How many lines in the material contain the string "table"? Only the number is wanted.

<<<<

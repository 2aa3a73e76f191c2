//! The parsed request handed to routing and argument binding.

use std::collections::HashMap;

use strum::{Display, EnumString};

/// Methods the router can dispatch.
#[derive(Debug, Clone, Copy, PartialEq, Eq, Hash, EnumString, Display)]
#[strum(serialize_all = "UPPERCASE", ascii_case_insensitive)]
pub enum HttpMethod {
    /// `GET`
    Get,
    /// `POST`
    Post,
    /// `PUT`
    Put,
    /// `DELETE`
    Delete,
    /// `PATCH`
    Patch,
}

/// One HTTP request: method, path, decoded query, headers and raw body.
///
/// Header names are stored lower-cased; query and header values keep their
/// arrival order.
#[derive(Debug, Clone, PartialEq, Eq)]
pub struct RequestContext {
    method: HttpMethod,
    path: String,
    query: HashMap<String, Vec<String>>,
    headers: HashMap<String, Vec<String>>,
    body: String,
}

impl RequestContext {
    /// Creates a request with no query, headers or body.
    #[must_use]
    pub fn new(method: HttpMethod, path: impl Into<String>) -> Self {
        Self {
            method,
            path: path.into(),
            query: HashMap::new(),
            headers: HashMap::new(),
            body: String::new(),
        }
    }

    /// Appends a query value.
    #[must_use]
    pub fn with_query(mut self, name: impl Into<String>, value: impl Into<String>) -> Self {
        self.push_query(name, value);
        self
    }

    /// Appends a header value.
    #[must_use]
    pub fn with_header(mut self, name: &str, value: impl Into<String>) -> Self {
        self.push_header(name, value);
        self
    }

    /// Replaces the body.
    #[must_use]
    pub fn with_body(mut self, body: impl Into<String>) -> Self {
        self.body = body.into();
        self
    }

    pub(crate) fn push_query(&mut self, name: impl Into<String>, value: impl Into<String>) {
        self.query.entry(name.into()).or_default().push(value.into());
    }

    pub(crate) fn push_header(&mut self, name: &str, value: impl Into<String>) {
        self.headers
            .entry(name.to_ascii_lowercase())
            .or_default()
            .push(value.into());
    }

    pub(crate) fn set_body(&mut self, body: String) {
        self.body = body;
    }

    /// Request method.
    #[must_use]
    pub const fn method(&self) -> HttpMethod {
        self.method
    }

    /// Request path without the query string.
    #[must_use]
    pub fn path(&self) -> &str {
        &self.path
    }

    /// Every value of a query parameter.
    #[must_use]
    pub fn query(&self, name: &str) -> &[String] {
        self.query.get(name).map_or(&[], Vec::as_slice)
    }

    /// Every value of a header, looked up case-insensitively.
    #[must_use]
    pub fn header(&self, name: &str) -> &[String] {
        self.headers
            .get(&name.to_ascii_lowercase())
            .map_or(&[], Vec::as_slice)
    }

    /// Raw body text.
    #[must_use]
    pub fn body(&self) -> &str {
        &self.body
    }
}

#[cfg(test)]
mod tests {
    use rstest::rstest;

    use super::*;

    #[rstest]
    #[case("GET", HttpMethod::Get)]
    #[case("patch", HttpMethod::Patch)]
    #[case("Delete", HttpMethod::Delete)]
    fn parses_methods(#[case] input: &str, #[case] expected: HttpMethod) {
        assert_eq!(input.parse::<HttpMethod>().expect("method"), expected);
    }

    #[test]
    fn rejects_unknown_methods() {
        assert!("OPTIONS".parse::<HttpMethod>().is_err());
        assert_eq!(HttpMethod::Patch.to_string(), "PATCH");
    }

    #[test]
    fn headers_are_case_insensitive() {
        let request = RequestContext::new(HttpMethod::Get, "/")
            .with_header("X-Trace", "a")
            .with_header("x-trace", "b");
        assert_eq!(request.header("X-TRACE"), ["a", "b"]);
        assert!(request.query("missing").is_empty());
    }
}
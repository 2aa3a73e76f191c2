//! Route registration, matching and handler invocation.
//!
//! Controllers declare handlers against a [`RouteSet`]; the [`Router`]
//! classifies every parameter once, when the table is built, so illegal
//! declarations fail at startup instead of on the first request.

mod errors;
mod params;
mod path;
mod route;
mod router;

pub use self::errors::RouterError;
pub use self::params::{Argument, Arguments, BindingKind, Param};
pub use self::path::{PathTemplate, PathVariables, join, normalize, segments};
pub use self::route::{Controller, Handler, RouteDefinition, RouteSet};
pub use self::router::{RouteMatch, Router};

/// Tracing target for route table events.
pub(crate) const ROUTER_TARGET: &str = concat!(env!("CARGO_PKG_NAME"), "::router");
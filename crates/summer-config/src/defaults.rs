//! Built-in defaults, the lowest configuration layer.

/// Default TCP port.
pub const DEFAULT_PORT: u16 = 8080;

/// Default bind address.
pub const DEFAULT_HOST: &str = "0.0.0.0";

/// Default log filter expression.
pub const DEFAULT_LOG_FILTER: &str = "info";

/// Prefix shared by the environment variables `SUMMER_PORT`,
/// `SUMMER_CORE_THREADS`, `SUMMER_CONFIG_PATH` and friends.
pub const ENV_PREFIX: &str = "SUMMER_";

/// Default log filter expression.
#[must_use]
pub const fn default_log_filter() -> &'static str {
    DEFAULT_LOG_FILTER
}

/// Default logging format.
#[must_use]
pub const fn default_log_format() -> crate::logging::LogFormat {
    crate::logging::LogFormat::Compact
}
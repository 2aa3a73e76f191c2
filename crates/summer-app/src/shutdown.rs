//! Waiting for the process to be asked to stop.

use std::io;

use signal_hook::consts::signal::{SIGHUP, SIGINT, SIGQUIT, SIGTERM};
use signal_hook::iterator::Signals;
use thiserror::Error;
use tracing::info;

const SHUTDOWN_TARGET: &str = concat!(env!("CARGO_PKG_NAME"), "::shutdown");

/// Abstraction over shutdown notification mechanisms.
pub trait ShutdownSignal: Send + Sync {
    /// Blocks until shutdown should proceed.
    ///
    /// # Errors
    ///
    /// Returns [`ShutdownError`] when the notification source cannot be set
    /// up.
    fn wait(&self) -> Result<(), ShutdownError>;
}

/// Errors reported by shutdown signal listeners.
#[derive(Debug, Error)]
pub enum ShutdownError {
    /// Installing signal handlers failed.
    #[error("failed to install signal handlers: {source}")]
    Install {
        /// Underlying IO error.
        #[source]
        source: io::Error,
    },
}

/// Waits for SIGTERM, SIGINT, SIGQUIT or SIGHUP.
#[derive(Debug, Default, Clone, Copy)]
pub struct SystemShutdownSignal;

impl ShutdownSignal for SystemShutdownSignal {
    fn wait(&self) -> Result<(), ShutdownError> {
        let mut signals = Signals::new([SIGTERM, SIGINT, SIGQUIT, SIGHUP])
            .map_err(|source| ShutdownError::Install { source })?;
        if let Some(signal) = signals.forever().next() {
            info!(target: SHUTDOWN_TARGET, signal, "shutdown signal received");
        }
        Ok(())
    }
}
//! Request dispatch: framing, the per-connection cycle, envelopes and
//! error-to-status mapping.

pub mod envelope;
mod errors;
mod handler;
mod request;
mod response;

pub use self::errors::DispatchError;
pub(crate) use self::handler::{DispatchHandler, RouteExecution};
pub use self::response::ResponseWriter;

/// Tracing target for request dispatch.
pub(crate) const DISPATCH_TARGET: &str = concat!(env!("CARGO_PKG_NAME"), "::dispatch");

>>>>

Solution =
2